Task data
◇ ◇ ◇

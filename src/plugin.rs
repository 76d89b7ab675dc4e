// Copyright (c) 2025 Ronan LE MEILLAT, SCTG Development
// This file is part of the rust-pcf8591 project and is licensed under the
// SCTG Development Non-Commercial License v1.0 (see LICENSE.md for details).

//! Host-facing service object
//!
//! The host application creates one [`PcfPlugin`] at startup and routes its
//! pages to it:
//!
//! | host route | operation                          |
//! |------------|------------------------------------|
//! | `/pcf`     | [`PcfPlugin::settings_view`]       |
//! | `/pcfj`    | [`PcfPlugin::settings_json`]       |
//! | `/pcfa`    | [`PcfPlugin::update_from_query`]   |
//! | `/pcfl`    | [`PcfPlugin::log_csv`]             |
//!
//! Routing, authentication and templating stay in the host. Request handlers
//! never touch the I2C bus: channel values come from the sampler's last cycle.

use anyhow::{Context, Result};
use log::info;
use serde::{Serialize, Serializer};
use serde_json::{Map, Value};
use std::collections::HashMap;
use std::sync::Arc;

use crate::bus::{create_bus_driver, BoxedBusDriver};
use crate::config::Config;
use crate::daemon::sampler::{Sampler, SamplerHandle};
use crate::daemon::shared_state::SamplerState;
use crate::measurement::Pcf8591;
use crate::store::{ConfigStore, LogStore, PcfSettings};

pub const CONTENT_TYPE_JSON: &str = "application/json";
pub const CONTENT_TYPE_CSV: &str = "text/csv";

/// Body plus the headers the host must send with it
#[derive(Debug, Clone, PartialEq, Eq)]
pub struct HostResponse {
    pub content_type: &'static str,
    pub headers: Vec<(&'static str, &'static str)>,
    pub body: String,
}

/// Settings merged with the values derived by the sampler
#[derive(Debug, Clone)]
pub struct SettingsView {
    pub settings: PcfSettings,
    /// Last measured voltages of AIN0..AIN3
    pub values: [f64; 4],
    pub status: String,
}

impl SettingsView {
    fn new(settings: PcfSettings, state: &SamplerState) -> Self {
        Self {
            settings,
            values: state.last_readings,
            status: state.status.text().to_string(),
        }
    }

    /// Flat JSON object: the persisted keys, `ad0val`..`ad3val` and `status`
    pub fn to_json(&self) -> Map<String, Value> {
        let mut map = self.settings.to_record();
        for (i, value) in self.values.iter().enumerate() {
            map.insert(format!("ad{}val", i), Value::from(*value));
        }
        map.insert("status".to_string(), Value::String(self.status.clone()));
        map
    }
}

impl Serialize for SettingsView {
    fn serialize<S: Serializer>(&self, serializer: S) -> Result<S::Ok, S::Error> {
        self.to_json().serialize(serializer)
    }
}

/// The sampling plugin: stores plus the running sampler
pub struct PcfPlugin {
    settings: Arc<ConfigStore>,
    log: Arc<LogStore>,
    sampler: SamplerHandle,
}

impl PcfPlugin {
    /// Open the configured bus and start sampling
    pub fn start(config: &Config) -> Result<Self> {
        Self::start_with_driver(create_bus_driver(&config.bus), config)
    }

    /// Start sampling on an already constructed bus driver
    pub fn start_with_driver(bus: BoxedBusDriver, config: &Config) -> Result<Self> {
        let settings = Arc::new(
            ConfigStore::new(config.storage.settings_path())
                .context("Failed to create settings store")?,
        );
        let log = Arc::new(LogStore::new(config.storage.log_path()));
        info!(
            "Plugin files: settings {:?}, log {:?}",
            settings.path(),
            log.path()
        );

        let adc = Pcf8591::new(bus, config.bus.address);
        let sampler = Sampler::new(
            adc,
            settings.clone(),
            log.clone(),
            config.sampler.clone(),
        )
        .spawn();

        Ok(Self {
            settings,
            log,
            sampler,
        })
    }

    /// Current settings with last measured values and status
    pub async fn settings_view(&self) -> SettingsView {
        let settings = self.settings.load();
        let state = self.sampler.snapshot().await;
        SettingsView::new(settings, &state)
    }

    /// Settings view for programmatic polling
    pub async fn settings_json(&self) -> Result<HostResponse> {
        let view = self.settings_view().await;
        let body = serde_json::to_string(&view).context("Failed to serialize settings view")?;
        Ok(HostResponse {
            content_type: CONTENT_TYPE_JSON,
            headers: vec![("Access-Control-Allow-Origin", "*")],
            body,
        })
    }

    /// Save submitted settings and start a cycle right away
    pub async fn update(&self, form: &HashMap<String, String>) -> Result<PcfSettings> {
        let settings = self.settings.save(form)?;
        info!(
            "Settings updated: sampling {}, logging {}, interval {} s",
            if settings.enabled { "on" } else { "off" },
            if settings.log_enabled { "on" } else { "off" },
            settings.interval_s
        );
        self.sampler.trigger();
        Ok(settings)
    }

    /// [`PcfPlugin::update`] from a URL-encoded form (`use_pcf=on&time=10...`)
    pub async fn update_from_query(&self, query: &str) -> Result<PcfSettings> {
        let form: HashMap<String, String> =
            serde_urlencoded::from_str(query).context("Malformed settings form")?;
        self.update(&form).await
    }

    /// Sample log as CSV with a fixed header row
    pub fn log_csv(&self) -> HostResponse {
        HostResponse {
            content_type: CONTENT_TYPE_CSV,
            headers: Vec::new(),
            body: self.log.export_csv(),
        }
    }

    /// Re-sample now instead of waiting out the interval
    pub fn trigger(&self) {
        self.sampler.trigger();
    }

    pub async fn status(&self) -> String {
        self.sampler.status().await
    }

    pub fn sampler(&self) -> &SamplerHandle {
        &self.sampler
    }
}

◇ ◇ ◇

Exercise aim
How many lines of the material contain the string "Debug"? Answer with that number alone.

Solution
2